Tuesday, January 18, 2011

Institutionalizing of First Lady a hot topic

I find this to be most inappropriate! In a country that needs better schools, health care and basic living ammenities - this makes me very sad..

Institutionalizing of First Lady a hot topic

PARAMARIBO, Suriname–A decision last week by President Desi Bouterse to introduce a decree through which his wife Ingrid Bouterse-Waldring receives compensation for her tasks as First Lady, has kicked up quite some dust in Paramaribo.
Even an explanation by the President’s chief of Staff, Jurist Armand van der San, that the compensation was legal and just, didn’t suffice, especially when former President Ronald Venetiaan –revered as integer- resolutely said that his wife would not accept the retroactive payment of moneys that she is now owed by Government under the new decree. “Let’s be clear on that: she will not take the money,” Venetiaan told De West daily newspaper on Saturday.
Under the new resolution, Mrs.
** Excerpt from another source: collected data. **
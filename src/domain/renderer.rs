use super::assets::{
    IMAGE_SIZE, Image, ImageBank, MAX_IMAGES, MAX_PALETTES, Palette, PaletteBank, is_transparent,
    unpack_rgba,
};
use super::console::{
    BACKGROUND_CANVAS_HEIGHT, BACKGROUND_CANVAS_WIDTH, ConsoleState, RESOLUTION_HEIGHT,
    RESOLUTION_WIDTH, Sprite,
};
use super::framebuffer::Framebuffer;

/// Opaque color behind transparent background pixels.
pub const BACKDROP: [u8; 3] = [0x00, 0x00, 0x00];

// Pixel dimensions of the padded background grid; pan samples wrap here.
const GRID_PIXEL_WIDTH: i32 = (BACKGROUND_CANVAS_WIDTH * IMAGE_SIZE) as i32;
const GRID_PIXEL_HEIGHT: i32 = (BACKGROUND_CANVAS_HEIGHT * IMAGE_SIZE) as i32;

/// Software compositor: resolves a console state against the session's
/// image and palette stores into an RGB framebuffer. The state is only
/// read, never mutated.
pub struct Renderer {
    images: Box<[Image; MAX_IMAGES]>,
    palettes: Box<[Palette; MAX_PALETTES]>,
}

impl Renderer {
    pub fn new(images: &ImageBank, palettes: &PaletteBank) -> Self {
        Self {
            images: Box::new(*images.slots()),
            palettes: Box::new(*palettes.slots()),
        }
    }

    pub fn render(&self, state: &ConsoleState, framebuffer: &mut Framebuffer) {
        framebuffer.fill(BACKDROP);
        self.render_background(state, framebuffer);
        self.render_sprites(state, framebuffer);
    }

    /// Samples the padded 18x14 grid through the pan offset. With pan at
    /// the origin the visible window shows the grid's center 16x12 cells;
    /// positive pan moves grid content right/down, pulling the padding
    /// ring into view. Samples wrap at the grid edges.
    fn render_background(&self, state: &ConsoleState, framebuffer: &mut Framebuffer) {
        let (pan_x, pan_y) = state.pan();
        let background = state.background();

        for y in 0..RESOLUTION_HEIGHT {
            let gy = (y as i32 + IMAGE_SIZE as i32 - pan_y as i32).rem_euclid(GRID_PIXEL_HEIGHT);
            let row = gy as usize / IMAGE_SIZE;
            let line = gy as usize % IMAGE_SIZE;
            for x in 0..RESOLUTION_WIDTH {
                let gx =
                    (x as i32 + IMAGE_SIZE as i32 - pan_x as i32).rem_euclid(GRID_PIXEL_WIDTH);
                let col = gx as usize / IMAGE_SIZE;

                let tile = background[row * BACKGROUND_CANVAS_WIDTH + col];
                let image = &self.images[tile.image_id as usize];
                let index = image.pixel(gx as usize % IMAGE_SIZE, line);
                let palette = &self.palettes[(tile.palette_id & 0x0F) as usize];
                let color = palette.color_for(index);
                if is_transparent(color) {
                    continue;
                }
                framebuffer.put(x, y, expand(color));
            }
        }
    }

    /// Composites the 96 sprite slots in ascending order, so a later slot
    /// draws over an earlier one. Blank slots are skipped, alpha-0 colors
    /// leave the pixel untouched, off-canvas parts clip.
    fn render_sprites(&self, state: &ConsoleState, framebuffer: &mut Framebuffer) {
        for sprite in state.foreground() {
            if sprite.is_blank() {
                continue;
            }
            self.render_sprite(sprite, framebuffer);
        }
    }

    fn render_sprite(&self, sprite: &Sprite, framebuffer: &mut Framebuffer) {
        let image = &self.images[sprite.image_id as usize];
        let palette = &self.palettes[sprite.palette_id() as usize];

        for py in 0..IMAGE_SIZE {
            let sy = sprite.y as i32 + py as i32;
            if sy < 0 || sy >= RESOLUTION_HEIGHT as i32 {
                continue;
            }
            let src_y = if sprite.flip_y() { IMAGE_SIZE - 1 - py } else { py };
            for px in 0..IMAGE_SIZE {
                let sx = sprite.x as i32 + px as i32;
                if sx < 0 || sx >= RESOLUTION_WIDTH as i32 {
                    continue;
                }
                let src_x = if sprite.flip_x() { IMAGE_SIZE - 1 - px } else { px };
                let color = palette.color_for(image.pixel(src_x, src_y));
                if is_transparent(color) {
                    continue;
                }
                framebuffer.put(sx as usize, sy as usize, expand(color));
            }
        }
    }
}

fn expand(color: u16) -> [u8; 3] {
    let [r, g, b, _] = unpack_rgba(color);
    [r * 17, g * 17, b * 17]
}


#[cfg(test)]
mod proptests {
    use super::*;
    use crate::domain::console::{MAX_SPRITES, Tile};
    use proptest::prelude::*;

    fn renderer_with_content() -> Renderer {
        let mut images = [Image::blank(); MAX_IMAGES];
        images[1] = {
            let mut pixels = [0u8; 256];
            for (i, p) in pixels.iter_mut().enumerate() {
                *p = i as u8;
            }
            Image(pixels)
        };
        let mut palettes = [Palette::blank(); MAX_PALETTES];
        palettes[3] = Palette([0x0F0F, 0xF00F, 0x00FF, 0xFFFF]);
        Renderer::new(&ImageBank::new(images), &PaletteBank::new(palettes))
    }

    proptest! {
        #[test]
        fn prop_any_pan_renders_without_panicking(pan_x in any::<i8>(), pan_y in any::<i8>()) {
            let renderer = renderer_with_content();
            let mut state = ConsoleState::new();
            state.set_tile(4, 4, Tile::new(1, 3));
            state.set_pan(pan_x, pan_y);

            let mut framebuffer = Framebuffer::new();
            renderer.render(&state, &mut framebuffer);
        }
    }

    proptest! {
        #[test]
        fn prop_any_sprite_position_clips_without_panicking(
            x in any::<i16>(),
            y in any::<i16>(),
            slot in 0usize..MAX_SPRITES,
            transform in 0u8..64,
        ) {
            let renderer = renderer_with_content();
            let mut state = ConsoleState::new();
            let sprite = Sprite {
                image_id: 1,
                palette_transform: transform,
                x,
                y,
            };
            state.foreground_mut()[slot] = sprite;

            let mut framebuffer = Framebuffer::new();
            renderer.render(&state, &mut framebuffer);
        }
    }

    proptest! {
        #[test]
        fn prop_render_is_deterministic(pan_x in any::<i8>(), seed in any::<u8>()) {
            let renderer = renderer_with_content();
            let mut state = ConsoleState::new();
            state.set_tile(2, 3, Tile::new(1, 3));
            state.set_sprite(0, Sprite::new(1, 3, seed as i16, 12));
            state.set_pan(pan_x, -5);

            let mut first = Framebuffer::new();
            let mut second = Framebuffer::new();
            renderer.render(&state, &mut first);
            renderer.render(&state, &mut second);
            prop_assert_eq!(first.as_slice(), second.as_slice());
        }
    }
}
Bouterse will receive 8,742 Surinamese dollars SRD (almost US$ 4,000) per month, which is considered controversial and reeking of favouritism, as Bouterse’s wife is the first First Lady to receive such. Van der San explained though that the new decree actually brings structure into a situation that had never been formally arranged. “Former First Lady Mrs. Liesbeth Venetiaan-Vanenburg, a Civil Servant, resorted under the Cabinet of the President, but formally and budget wise her tasks were never set,” Van der San wrote in a press release issued Saturday. Apparantly, Mrs. Venetiaan continued to collect her Civil Servant salary, while working “free of charge” for the Cabinet of the President
“This financial, legal and administrative mistake had went on for ten years. That our decision to now right this chaotic wrong is kicking up so much dust in the community -and in particular the National Assembly- is regrettable,” Van der San said. “A lot of thought has gone into the decree; it is politically justifiable and definitely not unethical. It would have been unethical to only arrange this for the current First Lady,” he said.
He explained that during discussions about the budget of the Cabinet, it proved necessary to shed light on the First Lady’s expenses and institutionalize the position of “First Lady”. Under the new decree the First Lady is formally more than a ribbon cuttopr. She is officially tasked with executing social projects. ”It seems as if you cannot do right,” Van der San commented.
The Opposition Factions in Parliament roared last week when the decree became public. Mrs. Venetiaan-Vanenburg then stated in the press that she would not collect the retroactive payment of close to 100,000 Euros that she is now due for First Lady services during her husband’s ten year tenure.
While GFC News subsequently quoted “political analysts” who said she would have made a better political point if she had donated the payment to needy social institutions, her husband –Former President Venetiaan- publicly backed his wife. “Mi frow no e go teki a moni. A frow no wani a moni,” he said in Surinamese (the woman will not take the money; the woman does not want the money.”